Les recherches effectuées par Human Rights Watch confirment qu’au Nigeria, la charia est utilisée à des fins politiques et que cette politisation de la religion a conduit à des violations des droits humains.23 L’application de la charia dans des dossiers criminels dans ces douze états a abouti à des amputations, des flagellations, des condamnations à mort, de la discrimination envers les femmes et des atteintes systématiques au droit à un procès équitable. Depuis 2000, au moins dix personnes ont été condamnées à mort ; des dizaines ont été condamnées à l’amputation ; et les flagellations sont fréquentes dans bon nombre d’endroits au nord. Ces problèmes ont soulevé l’attention de toute la communauté internationale en raison des cas fortement médiatisés de deux femmes, Safiya Hussaini et Amina Lawal, qui avaient été condamnées par des tribunaux appliquant la charia à être lapidées pour avoir prétendument commis un adultère. Bien que les peines de mort aient finalement été annulées, ces cas mettent en lumière la façon dont la charia peut être utilisée pour justifier de flagrantes violations des droits humains.

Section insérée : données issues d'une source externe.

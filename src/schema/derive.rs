//! 从 schemars::JsonSchema 推导 ObjectSchema
//!
//! 仅支持扁平结构体：字段类型为 String / 整数 / 浮点 / bool 及其 Option。
//! 文档注释（或 #[schemars(description = ...)]）作为字段描述发送给模型。

use schemars::schema::{InstanceType, Schema, SchemaObject, SingleOrVec};
use schemars::{schema_for, JsonSchema};

use super::{FieldSchema, FieldType, ObjectSchema};
use crate::core::AgentError;

impl ObjectSchema {
    /// 由 Rust 类型推导输出 schema；嵌套对象、数组等不支持的字段返回 ConfigError
    pub fn from_type<T: JsonSchema>() -> Result<Self, AgentError> {
        let root = schema_for!(T);
        let schema = root.schema;

        let name = schema
            .metadata
            .as_ref()
            .and_then(|m| m.title.clone())
            .unwrap_or_else(T::schema_name);
        let description = schema.metadata.as_ref().and_then(|m| m.description.clone());

        let object = schema.object.as_ref().ok_or_else(|| {
            AgentError::ConfigError(format!("{name}: output type must be a struct with named fields"))
        })?;

        let mut fields = Vec::with_capacity(object.properties.len());
        for (field_name, prop) in &object.properties {
            let Schema::Object(prop) = prop else {
                return Err(AgentError::ConfigError(format!(
                    "{name}.{field_name}: boolean schemas are not supported"
                )));
            };
            let (ty, nullable) = field_type(prop).ok_or_else(|| {
                AgentError::ConfigError(format!(
                    "{name}.{field_name}: only string, integer, number and boolean fields are supported"
                ))
            })?;
            fields.push(FieldSchema {
                name: field_name.clone(),
                ty,
                required: object.required.contains(field_name) && !nullable,
                description: prop.metadata.as_ref().and_then(|m| m.description.clone()),
            });
        }

        let allow_extra = matches!(
            object.additional_properties.as_deref(),
            Some(Schema::Bool(true))
        );

        Ok(Self {
            name,
            description,
            fields,
            allow_extra,
        })
    }
}

/// 返回 (字段类型, 是否允许 null)
fn field_type(schema: &SchemaObject) -> Option<(FieldType, bool)> {
    let types: Vec<InstanceType> = match schema.instance_type.as_ref()? {
        SingleOrVec::Single(t) => vec![t.as_ref().clone()],
        SingleOrVec::Vec(ts) => ts.clone(),
    };
    let nullable = types.contains(&InstanceType::Null);
    let ty = types.iter().find_map(|t| match t {
        InstanceType::String => Some(FieldType::String),
        InstanceType::Integer => Some(FieldType::Integer),
        InstanceType::Number => Some(FieldType::Number),
        InstanceType::Boolean => Some(FieldType::Boolean),
        _ => None,
    })?;
    Some((ty, nullable))
}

La liberté d’expression menacée

Les autorités religieuses essaient depuis longtemps de “discipliner” la liberté d’expression lorsqu’elle contrarie les doctrines ou dogmes religieux. Le cas de Salman Rushdie en est un exemple idéal. Le 14 février 1989, suite à la publication en 1988 du livre de Rushdie Les Versets Sataniques, le leader politique et spirituel d’Iran, l’Ayatollah Khomeini, a émis un décret religieux appelant “tous les fidèles musulmans à exécuter l’auteur du livre ainsi que ses éditeurs qui étaient conscients de son contenu, afin que nul n’ose jamais plus insulter l’islam.” Ce cas illustre la difficulté qu’ont certaines communautés religieuses à concilier leurs croyances profondes et le droit à la liberté d’expression, lequel “s’applique non seulement aux ‘informations’ ou ‘idées’ qui sont accueillies favorablement, sont considérées inoffensives ou laissent indifférentes, mais également à celles qui offensent, choquent ou dérangent l’Etat ou tout secteur de la population.”24

Bien que l’appel au meurtre ait été rejeté par beaucoup des principaux leaders religieux islamiques qui l’ont condamné en disant qu’il violait la doctrine islamique du pardon, la plupart d’entre eux n’ont pas défendu le droit de Rushdie à la liberté d’expression et ont demandé d’interdire le livre. D’autres, bien sûr, ont appuyé la fatwa.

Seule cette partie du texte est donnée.